**EXERCISE BRIEF**.
For the data below, give again exactly the lines from the one containing "let loader = ConfigLoader::new()" through the one containing "assert!(container.last_report().is_some());", both ends included, and no others.

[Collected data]
Start of Block
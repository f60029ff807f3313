//! Bootstrap Tests

use wireup_container::{ContainerOptions, ReportFormat};
use wireup_domain::ErrorKind;
use wireup_infrastructure::bootstrap::{container_from_config, init};
use wireup_infrastructure::config::{ConfigBuilder, ConfigLoader};

#[test]
fn test_container_from_config_applies_options() {
    let config = ConfigBuilder::new()
        .with_container(ContainerOptions {
            debug: true,
            report_format: ReportFormat::Json,
        })
        .build();

    let container = container_from_config(&config);
    assert!(container.options().debug);

    container.run(|| {}).unwrap();
    let report = container.last_report().unwrap();
    assert_eq!(report.nodes.len(), 1);
    assert_eq!(report.plan.len(), 1);
}

#[test]
fn test_init_loads_config_and_installs_logging() {
    let temp_dir = tempfile::TempDir::new().unwrap();
    let config_path = temp_dir.path().join("wireup.toml");
    std::fs::write(
        &config_path,
        "[container]\ndebug = true\n\n[logging]\nlevel = \"warn\"\n",
    )
    .unwrap();
    let loader = ConfigLoader::new()
        .with_config_path(&config_path)
        .with_env_prefix("WIREUP_BOOTSTRAP_TEST");

    let (config, container) = init(&loader).unwrap();
    assert_eq!(config.logging.level, "warn");
    assert!(container.options().debug);
    container.run(|| {}).unwrap();
    assert!(container.last_report().is_some());

    // The global subscriber is already installed
    let err = init(&loader).unwrap_err();
    assert_eq!(err.kind(), ErrorKind::Configuration);
}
End of Block
**EXPECTED ANSWER**.
    let loader = ConfigLoader::new()
        .with_config_path(&config_path)
        .with_env_prefix("WIREUP_BOOTSTRAP_TEST");

    let (config, container) = init(&loader).unwrap();
    assert_eq!(config.logging.level, "warn");
    assert!(container.options().debug);
    container.run(|| {}).unwrap();
    assert!(container.last_report().is_some());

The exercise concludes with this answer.